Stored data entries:
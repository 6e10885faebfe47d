use serde::Serialize;
use tracing::{debug, info, warn};

use crate::seed::{LessonBody, LessonSeed, ModuleSeed, QuizSeed};
use crate::store::{
    EntityKind, NewContentBlock, NewLesson, NewModule, NewOption, NewQuestion, NewQuiz, Owner,
    Record, TrainingStore,
};

/// Stages of the public progress contract.
///
/// The seeder only ever reports `Inserting`, `Done` and `Error`; callers
/// report `Extracting` and `Transforming` around the steps they run
/// themselves.
#[derive(Serialize, Debug, Clone, Copy, PartialEq, Eq)]
#[serde(rename_all = "lowercase")]
pub enum SeedStage {
    Extracting,
    Transforming,
    Inserting,
    Done,
    Error,
}

#[derive(Serialize, Debug, Clone, Copy, PartialEq, Eq)]
pub struct LessonProgress {
    pub current: usize,
    pub total: usize,
}

#[derive(Serialize, Debug, Clone, PartialEq, Eq)]
#[serde(rename_all = "camelCase")]
pub struct SeedProgress {
    pub stage: SeedStage,
    pub message: String,
    #[serde(skip_serializing_if = "Option::is_none")]
    pub lesson_progress: Option<LessonProgress>,
}

impl SeedProgress {
    pub fn new(stage: SeedStage, message: impl Into<String>) -> Self {
        Self {
            stage,
            message: message.into(),
            lesson_progress: None,
        }
    }
}

/// Persists a [`ModuleSeed`] one record at a time.
///
/// Each create call completes before the next is issued: a lesson is written
/// after its module, and all of a lesson's children are written before the
/// next lesson. The first store error aborts the run and is returned as-is.
/// Nothing is rolled back automatically; every created record is kept in a
/// ledger so the caller can [`compensate`](Seeder::compensate).
pub struct Seeder<'a, S: TrainingStore> {
    store: &'a S,
    owner: &'a Owner,
    progress: Option<SeedProgress>,
    listener: Option<Box<dyn FnMut(&SeedProgress) + 'a>>,
    created: Vec<(EntityKind, String)>,
}

impl<'a, S: TrainingStore> Seeder<'a, S> {
    pub fn new(store: &'a S, owner: &'a Owner) -> Self {
        Self {
            store,
            owner,
            progress: None,
            listener: None,
            created: Vec::new(),
        }
    }

    pub fn on_progress(mut self, listener: impl FnMut(&SeedProgress) + 'a) -> Self {
        self.listener = Some(Box::new(listener));
        self
    }

    /// Latest reported progress.
    pub fn progress(&self) -> Option<&SeedProgress> {
        self.progress.as_ref()
    }

    /// Records created so far, in creation order.
    pub fn created(&self) -> &[(EntityKind, String)] {
        &self.created
    }

    fn report(&mut self, progress: SeedProgress) {
        if let Some(listener) = self.listener.as_mut() {
            listener(&progress);
        }
        self.progress = Some(progress);
    }

    fn track(&mut self, kind: EntityKind, record: &Record) {
        self.created.push((kind, record.id.clone()));
    }

    pub fn seed(&mut self, seed: &ModuleSeed) -> Result<Record, S::Error> {
        match self.persist(seed) {
            Ok(module) => {
                self.report(SeedProgress::new(
                    SeedStage::Done,
                    format!(
                        "Created \"{}\" with {} lessons",
                        seed.title,
                        seed.lessons.len()
                    ),
                ));
                Ok(module)
            }
            Err(err) => {
                self.report(SeedProgress::new(SeedStage::Error, err.to_string()));
                Err(err)
            }
        }
    }

    fn persist(&mut self, seed: &ModuleSeed) -> Result<Record, S::Error> {
        let owner = self.owner;
        let module = self.store.create_module(&NewModule {
            title: &seed.title,
            description: &seed.description,
            category: &seed.category,
            difficulty_level: seed.difficulty_level,
            estimated_duration_minutes: seed.estimated_duration_minutes,
            xp_reward: seed.xp_reward,
            tags: &seed.tags,
            tenant_id: &owner.tenant_id,
            created_by: &owner.user_id,
            metadata: serde_json::Map::new(),
        })?;
        self.track(EntityKind::Module, &module);
        info!(module_id = %module.id, title = %seed.title, "module created");

        let total = seed.lessons.len();
        for (index, lesson) in seed.lessons.iter().enumerate() {
            self.report(SeedProgress {
                stage: SeedStage::Inserting,
                message: format!(
                    "Creating lesson {}/{}: \"{}\"",
                    index + 1,
                    total,
                    lesson.title
                ),
                lesson_progress: Some(LessonProgress {
                    current: index + 1,
                    total,
                }),
            });
            self.persist_lesson(&module.id, index, lesson)?;
        }

        Ok(module)
    }

    fn persist_lesson(
        &mut self,
        module_id: &str,
        sort_order: usize,
        lesson: &LessonSeed,
    ) -> Result<(), S::Error> {
        let owner = self.owner;
        let tenant_id = owner.tenant_id.as_str();
        let record = self.store.create_lesson(&NewLesson {
            module_id,
            title: &lesson.title,
            description: &lesson.description,
            sort_order,
            lesson_type: lesson.kind(),
            xp_reward: lesson.xp_reward,
            is_required: lesson.is_required,
            estimated_duration_minutes: lesson.estimated_duration_minutes,
            tenant_id,
        })?;
        self.track(EntityKind::Lesson, &record);
        info!(lesson_id = %record.id, sort_order, title = %lesson.title, "lesson created");

        match &lesson.body {
            LessonBody::Content { content_blocks } => {
                for (index, block) in content_blocks.iter().enumerate() {
                    let created = self.store.create_content_block(&NewContentBlock {
                        lesson_id: &record.id,
                        content_type: block.content_type,
                        sort_order: index,
                        title: &block.title,
                        rich_text_content: &block.rich_text_content,
                        tenant_id,
                    })?;
                    self.track(EntityKind::ContentBlock, &created);
                    debug!(block_id = %created.id, sort_order = index, "content block created");
                }
            }
            LessonBody::Quiz { quiz } => self.persist_quiz(&record.id, quiz)?,
        }

        Ok(())
    }

    fn persist_quiz(&mut self, lesson_id: &str, quiz: &QuizSeed) -> Result<(), S::Error> {
        let owner = self.owner;
        let tenant_id = owner.tenant_id.as_str();
        let record = self.store.create_quiz(&NewQuiz {
            lesson_id,
            policy: quiz.policy,
            tenant_id,
        })?;
        self.track(EntityKind::Quiz, &record);

        for (index, question) in quiz.questions.iter().enumerate() {
            let created = self.store.create_question(&NewQuestion {
                quiz_id: &record.id,
                question_text: &question.question_text,
                question_type: question.question_type,
                explanation: &question.explanation,
                sort_order: index,
                points: question.points,
                tenant_id,
            })?;
            self.track(EntityKind::Question, &created);

            for (position, option) in question.options.iter().enumerate() {
                let opt = self.store.create_option(&NewOption {
                    question_id: &created.id,
                    option_text: &option.option_text,
                    is_correct: option.is_correct,
                    sort_order: position,
                })?;
                self.track(EntityKind::Option, &opt);
            }
            debug!(
                question_id = %created.id,
                options = question.options.len(),
                "question created"
            );
        }

        Ok(())
    }

    /// Best-effort removal of everything this seeder created, newest first.
    /// Returns how many deletes failed; failures are logged and skipped.
    pub fn compensate(&mut self) -> usize {
        let mut failures = 0;
        while let Some((kind, id)) = self.created.pop() {
            if let Err(e) = self.store.delete(kind, &id) {
                warn!(table = kind.table(), id = %id, error = %e, "compensating delete failed");
                failures += 1;
            }
        }
        failures
    }
}

/// Persists `seed` for `owner`, forwarding progress to `on_progress`.
pub fn seed_module<'a, S: TrainingStore>(
    store: &'a S,
    seed: &ModuleSeed,
    owner: &'a Owner,
    on_progress: Option<&'a mut dyn FnMut(&SeedProgress)>,
) -> Result<Record, S::Error> {
    let mut seeder = Seeder::new(store, owner);
    if let Some(listener) = on_progress {
        seeder = seeder.on_progress(listener);
    }
    seeder.seed(seed)
}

▸ **WORK INSTRUCTIONS**: Across the entries above, work out how many lines include the string "Result", and report only that figure.

▸ **WRITTEN RESPONSE**: 5